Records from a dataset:

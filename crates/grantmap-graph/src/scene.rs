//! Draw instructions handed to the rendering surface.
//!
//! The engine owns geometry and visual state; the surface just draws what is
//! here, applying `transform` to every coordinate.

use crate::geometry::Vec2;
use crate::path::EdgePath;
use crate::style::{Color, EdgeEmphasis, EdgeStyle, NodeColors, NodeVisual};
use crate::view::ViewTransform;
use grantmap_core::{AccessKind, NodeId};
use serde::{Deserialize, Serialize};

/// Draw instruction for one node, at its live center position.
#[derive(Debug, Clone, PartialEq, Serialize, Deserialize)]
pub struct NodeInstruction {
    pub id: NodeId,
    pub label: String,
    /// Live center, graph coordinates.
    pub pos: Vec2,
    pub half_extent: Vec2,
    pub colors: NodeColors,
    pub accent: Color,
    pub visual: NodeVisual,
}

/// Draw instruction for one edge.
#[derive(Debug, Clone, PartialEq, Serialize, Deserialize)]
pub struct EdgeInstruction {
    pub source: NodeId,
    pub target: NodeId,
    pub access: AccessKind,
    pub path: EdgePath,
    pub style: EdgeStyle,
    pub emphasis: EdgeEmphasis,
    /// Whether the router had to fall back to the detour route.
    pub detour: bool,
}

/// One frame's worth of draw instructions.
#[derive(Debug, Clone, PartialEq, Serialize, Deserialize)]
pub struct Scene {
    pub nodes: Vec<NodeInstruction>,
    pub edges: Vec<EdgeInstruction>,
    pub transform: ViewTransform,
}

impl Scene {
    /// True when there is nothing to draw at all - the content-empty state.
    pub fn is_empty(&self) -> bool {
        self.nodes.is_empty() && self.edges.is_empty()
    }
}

### What you have to do
Your answer should be the records themselves, returned word for word.

### Exercise answer
filename crates/grantmap-graph/src/scene.rs
//! Draw instructions handed to the rendering surface.
//!
//! The engine owns geometry and visual state; the surface just draws what is
//! here, applying `transform` to every coordinate.

use crate::geometry::Vec2;
use crate::path::EdgePath;
use crate::style::{Color, EdgeEmphasis, EdgeStyle, NodeColors, NodeVisual};
use crate::view::ViewTransform;
use grantmap_core::{AccessKind, NodeId};
use serde::{Deserialize, Serialize};

/// Draw instruction for one node, at its live center position.
#[derive(Debug, Clone, PartialEq, Serialize, Deserialize)]
pub struct NodeInstruction {
    pub id: NodeId,
    pub label: String,
    /// Live center, graph coordinates.
    pub pos: Vec2,
    pub half_extent: Vec2,
    pub colors: NodeColors,
    pub accent: Color,
    pub visual: NodeVisual,
}

/// Draw instruction for one edge.
#[derive(Debug, Clone, PartialEq, Serialize, Deserialize)]
pub struct EdgeInstruction {
    pub source: NodeId,
    pub target: NodeId,
    pub access: AccessKind,
    pub path: EdgePath,
    pub style: EdgeStyle,
    pub emphasis: EdgeEmphasis,
    /// Whether the router had to fall back to the detour route.
    pub detour: bool,
}

/// One frame's worth of draw instructions.
#[derive(Debug, Clone, PartialEq, Serialize, Deserialize)]
pub struct Scene {
    pub nodes: Vec<NodeInstruction>,
    pub edges: Vec<EdgeInstruction>,
    pub transform: ViewTransform,
}

impl Scene {
    /// True when there is nothing to draw at all - the content-empty state.
    pub fn is_empty(&self) -> bool {
        self.nodes.is_empty() && self.edges.is_empty()
    }
}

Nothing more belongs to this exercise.